Melinda Scott operating her own financial planning and advisory business, Roach Graham Scott, between January 1989 and December 2012 and between February 2004 and May 2012, was an authorised representative of Millennium 3 Financial Services, a wholly-owned subsidiary of ANZ Bank.
The Australian Securities and Investments Commission began investigating Melinda Scott in 2011 and banned her from managing a business in 2012.
This week Scott was convicted on three charges of dishonest conduct and four charges related to making and using false documents involving $5.9 million of her clients’ money.
ASIC said in a statement Scott’s misconduct largely involved long-term superannuation and annuities products.
Scott was found to have made regular payments to some clients who were expecting pension payments, and so ASIC estimates the net benefit of the scheme to Scott was approximately $2.9 million.
The $2.9 million was reportedly spent on home renovation, holidays and school fees, as well as managing the costs of her business.
Scott pleaded guilty to deceiving her clients in December 2013, with the court hearing she convinced clients, including close friends, to have their financial documents sent directly to her. She was accused of doctoring statements to hide her client’s depleting bank balances.
A spokesperson for ANZ told SmartCompany the bank immediately suspended Scott’s authorisation to deal with clients while her conduct was investigated, and later revoked her authorisation with Millennium 3.
“A large team of people both from within ANZ and from Clayton Utz and Ernst & Young have worked tirelessly to conduct a thorough investigation into Ms Scott’s files,” the spokesperson says.
ANZ has compensated 140 of Scott’s clients who were found to have been affected by her scheme. A total of $5.715 million has been paid to date and ANZ is addressing some tax issues with the ATO to compensate a remaining 17 clients affected by the scheme.
“We have also completed a thorough review of our processes and the circumstances surrounding the incident,” says the ANZ spokesperson.
“We are committed to strong compliance and have worked to ensure we have robust processes in places across our advisory network.”
Andrew Morgan, forensic services partner at BDO Australia, told SmartCompany the scheme shows how much trust individuals and business owners place in their financial advisers.
“Ordinarily you would expect to send your financial statements to your adviser and they would review is reasonably consistently,” Morgan says.
“But in this case, the clients trusted the adviser too much, which allowed them to keep on going.”

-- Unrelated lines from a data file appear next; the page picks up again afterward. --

//! Catalog document loading with a caller-owned cache.
//!
//! Documents are fetched once per path and kept until the caller clears the
//! cache. There is no expiry.

use rustc_hash::FxHashMap;
use std::io;
use std::path::PathBuf;
use std::sync::Arc;
use thiserror::Error;

use crate::config::RelatedPrefixes;

use super::{Catalog, ProgramCatalog};

/// Errors raised while loading catalog documents.
#[derive(Error, Debug)]
pub enum CatalogError {
    #[error("Catalog data source unavailable: {path}")]
    Unavailable {
        path: String,
        #[source]
        source: io::Error,
    },
    #[error("Malformed catalog document {path}: {source}")]
    Malformed {
        path: String,
        #[source]
        source: serde_json::Error,
    },
}

/// Somewhere catalog documents can be fetched from.
pub trait DocumentSource {
    fn fetch(&self, path: &str) -> io::Result<String>;
}

/// Documents stored as files under a root directory.
#[derive(Clone, Debug)]
pub struct FsSource {
    root: PathBuf,
}

impl FsSource {
    pub fn new(root: impl Into<PathBuf>) -> Self {
        Self { root: root.into() }
    }
}

impl DocumentSource for FsSource {
    fn fetch(&self, path: &str) -> io::Result<String> {
        std::fs::read_to_string(self.root.join(path))
    }
}

/// Raw documents keyed by source path.
#[derive(Clone, Debug, Default)]
pub struct DocumentCache {
    documents: FxHashMap<String, Arc<str>>,
}

impl DocumentCache {
    pub fn new() -> Self {
        Self::default()
    }

    pub fn get(&self, path: &str) -> Option<Arc<str>> {
        self.documents.get(path).cloned()
    }

    pub fn insert(&mut self, path: &str, text: Arc<str>) {
        self.documents.insert(path.to_string(), text);
    }

    pub fn clear(&mut self) {
        self.documents.clear();
    }

    pub fn len(&self) -> usize {
        self.documents.len()
    }

    pub fn is_empty(&self) -> bool {
        self.documents.is_empty()
    }
}

/// Loads catalogs from a document source through an injected cache.
pub struct CatalogLoader<S> {
    source: S,
    cache: DocumentCache,
}

impl<S: DocumentSource> CatalogLoader<S> {
    pub fn new(source: S, cache: DocumentCache) -> Self {
        Self { source, cache }
    }

    /// Fetch a raw document, hitting the source only on the first request per path.
    pub fn fetch(&mut self, path: &str) -> Result<Arc<str>, CatalogError> {
        if let Some(text) = self.cache.get(path) {
            return Ok(text);
        }
        let text: Arc<str> = self
            .source
            .fetch(path)
            .map_err(|source| CatalogError::Unavailable {
                path: path.to_string(),
                source,
            })?
            .into();
        self.cache.insert(path, Arc::clone(&text));
        Ok(text)
    }

    pub fn load_units(&mut self, path: &str) -> Result<Catalog, CatalogError> {
        let text = self.fetch(path)?;
        Catalog::from_json_str(&text).map_err(|source| malformed(path, source))
    }

    pub fn load_programs(&mut self, path: &str) -> Result<ProgramCatalog, CatalogError> {
        let text = self.fetch(path)?;
        ProgramCatalog::from_json_str(&text).map_err(|source| malformed(path, source))
    }

    pub fn load_related_prefixes(&mut self, path: &str) -> Result<RelatedPrefixes, CatalogError> {
        let text = self.fetch(path)?;
        serde_json::from_str(&text).map_err(|source| malformed(path, source))
    }

    pub fn cache(&self) -> &DocumentCache {
        &self.cache
    }

    pub fn clear_cache(&mut self) {
        self.cache.clear();
    }

    /// Hand the cache back to the caller, e.g. to reuse it with another source.
    pub fn into_cache(self) -> DocumentCache {
        self.cache
    }
}

fn malformed(path: &str, source: serde_json::Error) -> CatalogError {
    CatalogError::Malformed {
        path: path.to_string(),
        source,
    }
}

Morgan says small business owners must understand every transaction their advisers make on their behalf and although the ASIC has been taking an increasingly high-profile role in educating mum and dad investors about the risks around financial advice, the same risks apply to business owners, especially when it comes to insurance and superannuation products.
“The same rules apply as with any investment scheme,” he says.
“It’s not too different to starting a small business … you are putting a lot of faith and trust in people.”
Deborah Kent, national president of the Association of Financial Advisers, told SmartCompany small business owners should equate finding a financial adviser with hiring an employee.
“You should do reference checks, do your homework,” Kent says.
“Find out who they are licensed to, whether they are independent. Check out their education and qualifications and if they are a member of a professional association. If they are, they will be working under a code of conduct.”
While Kent says ASIC will soon oversee a register of financial advisers, often the best way to find a reputable adviser is to get a referral from a previous client or your existing accountant or lawyer.